American art punk band

HotChaCha was an American, Cleveland, Ohio-based art punk, band composed of Jovana Batkovic (vocals), Greg Gebhard (guitar/keyboard) and Roseanna Safos (drums). The band does not have a permanent bassist, but utilizes fill-in bassists on tour. The band plays a progressive rock influenced by a blend of shoegaze and punk.

== History ==
=== Formation ===
HotChaCha formed in 2007 when Jovana Batkovic and Mandy Aramouni decided to start a band over coffee at the West Side Market, and later enlisted Lisa Paulovcin to play drums. Prior to the formation of the band, Jovana Batkovic had a career in theater as a regional actress. Batkovic had a minor role in the music video for the 2006 single, "Your Touch" by The Black Keys. HotChaCha played their first show at Pat's in the Flats in 2007 as part of a benefit for the Cleveland Rape Crisis Center. After seeing the show, Heather Gmucs expressed interest in playing bass and joined the band.

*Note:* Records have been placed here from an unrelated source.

// Copyright (C) 2025 SyncMyOrders Sp. z o.o.
// SPDX-License-Identifier: AGPL-3.0-or-later
//! Engine module - container lifecycle backends.

pub mod docker;
pub mod mock;
mod traits;

pub use docker::{DockerEngine, DockerEngineConfig};
pub use mock::{EngineCall, MockEngine};
pub use traits::*;
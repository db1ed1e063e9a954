// Copyright (C) 2025 SyncMyOrders Sp. z o.o.
// SPDX-License-Identifier: AGPL-3.0-or-later
//! Container engine trait definitions.
//!
//! Defines the abstract interface the orchestrator uses to fetch, start and
//! stop SSM containers.

use async_trait::async_trait;
use thiserror::Error;

/// Errors from engine operations.
#[derive(Debug, Error)]
#[non_exhaustive]
pub enum EngineError {
    /// Image could not be pulled.
    #[error("Pull failed: {0}")]
    PullFailed(String),

    /// Container failed to start.
    #[error("Container start failed: {0}")]
    StartFailed(String),

    /// Container could not be stopped.
    #[error("Container stop failed: {0}")]
    StopFailed(String),

    /// Engine command exited with a non-zero code.
    #[error("Exit code {exit_code}: {stderr}")]
    ExitCode {
        /// Exit code from the process.
        exit_code: i32,
        /// Standard error output.
        stderr: String,
    },

    /// I/O operation failed.
    #[error("IO error: {0}")]
    Io(#[from] std::io::Error),

    /// Other error.
    #[error("Other: {0}")]
    Other(String),
}

/// Result type for engine operations.
pub type Result<T> = std::result::Result<T, EngineError>;

/// Trait for container engines.
///
/// Engines are pure execution backends: they never touch the registry.
/// Every call blocks the calling flow until the engine has answered.
#[async_trait]
pub trait ContainerEngine: Send + Sync {
    /// Engine type identifier (e.g., "docker", "mock")
    fn engine_type(&self) -> &'static str;

    /// Fetch the image for SSM `name`.
    async fn pull(&self, image_uri: &str, name: &str) -> Result<()>;

    /// Start a container named `name` from `image`.
    ///
    /// `host_ip` is the address of the deployment unit the SSM manages,
    /// when known.
    async fn start(&self, image: &str, name: &str, host_ip: Option<&str>) -> Result<()>;

    /// Stop and remove the container named `name`.
    async fn stop(&self, name: &str) -> Result<()>;
}
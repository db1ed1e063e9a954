// Copyright (C) 2025 SyncMyOrders Sp. z o.o.
// SPDX-License-Identifier: AGPL-3.0-or-later
//! Specific Manager Registry server.
//!
//! Serves the SSM lifecycle topics:
//! - on-board (pull an SSM image)
//! - instantiate (start an SSM and wait for it to register)
//! - registration (SSMs announcing themselves)
//! - update and kill

use std::sync::Arc;
use tracing::{info, warn};

use specific_manager_registry::config::Config;
use specific_manager_registry::engine::{ContainerEngine, DockerEngine};
use specific_manager_registry::runtime::RegistryRuntime;
use specific_manager_registry::store;
use specific_manager_registry::transport::LocalBus;

#[tokio::main]
async fn main() -> anyhow::Result<()> {
    tracing_subscriber::fmt()
        .with_env_filter(
            tracing_subscriber::EnvFilter::try_from_default_env()
                .unwrap_or_else(|_| "specific_manager_registry=info".into()),
        )
        .init();

    if let Err(e) = dotenvy::dotenv() {
        warn!("No .env file loaded: {}", e);
    }

    let config = Config::from_env()?;

    info!(
        registration_timeout_ms = config.waiter.timeout.as_millis() as u64,
        poll_interval_ms = config.waiter.poll_interval.as_millis() as u64,
        default_kill_target = %config.default_kill_target,
        persistence = ?config.database.backend,
        "Starting Specific Manager Registry"
    );

    let repository = store::connect(&config.database).await?;

    let engine = Arc::new(DockerEngine::new(config.docker.clone()));
    info!(engine_type = engine.engine_type(), "Container engine initialized");

    let transport = Arc::new(LocalBus::new(config.bus_reply_timeout));

    let mut builder = RegistryRuntime::builder()
        .config(&config)
        .engine(engine)
        .transport(transport);
    if let Some(repository) = repository {
        builder = builder.repository(repository);
    }

    let runtime = builder.build()?.start().await?;

    info!("Specific Manager Registry ready");

    tokio::signal::ctrl_c().await?;
    info!("Shutdown signal received");

    runtime.shutdown().await?;

    info!("Specific Manager Registry shut down");

    Ok(())
}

=== Live performances and reception ===
The members of HotChaCha had no expectations of fame, but their confidence increased after positive audience reception in Cleveland and beyond. Jovana Batkovic brings a theatrical element to her performance and the band was named a "band to watch" in 2009 by Scene Magazine. They often struggle with the "Girl Group" label, but critics have come to their defense and question if the label is even necessary.

=== Rifle, I Knew You When You Were Just a Pistol (EP) ===
The debut release on Exit Stencil Recordings in 2008 featured four multi-lingual tracks. The EP received positive reviews, including CMJ. After the release of their EP, they went on to perform in the Summer Sessions Concert Series at the Rock and Roll Hall of Fame, 2008 Ingenuity Festival, 2008 MidPoint Music Festival, and 2008 CMJ Music Marathon.

=== The World's Hardest Working Telescope and the Violent Birth of Stars (CD/LP) ===
Roseanna Safos replaced Lisa Paulovicin on drums just prior to the release of the album. The release party at the Grog Shop in Cleveland's Coventry Village also featured the release of a music video for the single "Ticket Away From Prague" filmed by cinema photographer Noel Maitland.

=== Naturally Proper (Cassette Tape) ===
HotChaCha began working on new material immediately after their debut album release. During this time they began a touring relationship with the band We are Hex from Indianapolis. In anticipation of their touring together, they released a split cassette titled "Naturally Proper". The HotChaCha live demo recordings for the cassette were done at the home studio of Justin Coulter of the band Roue in Cleveland.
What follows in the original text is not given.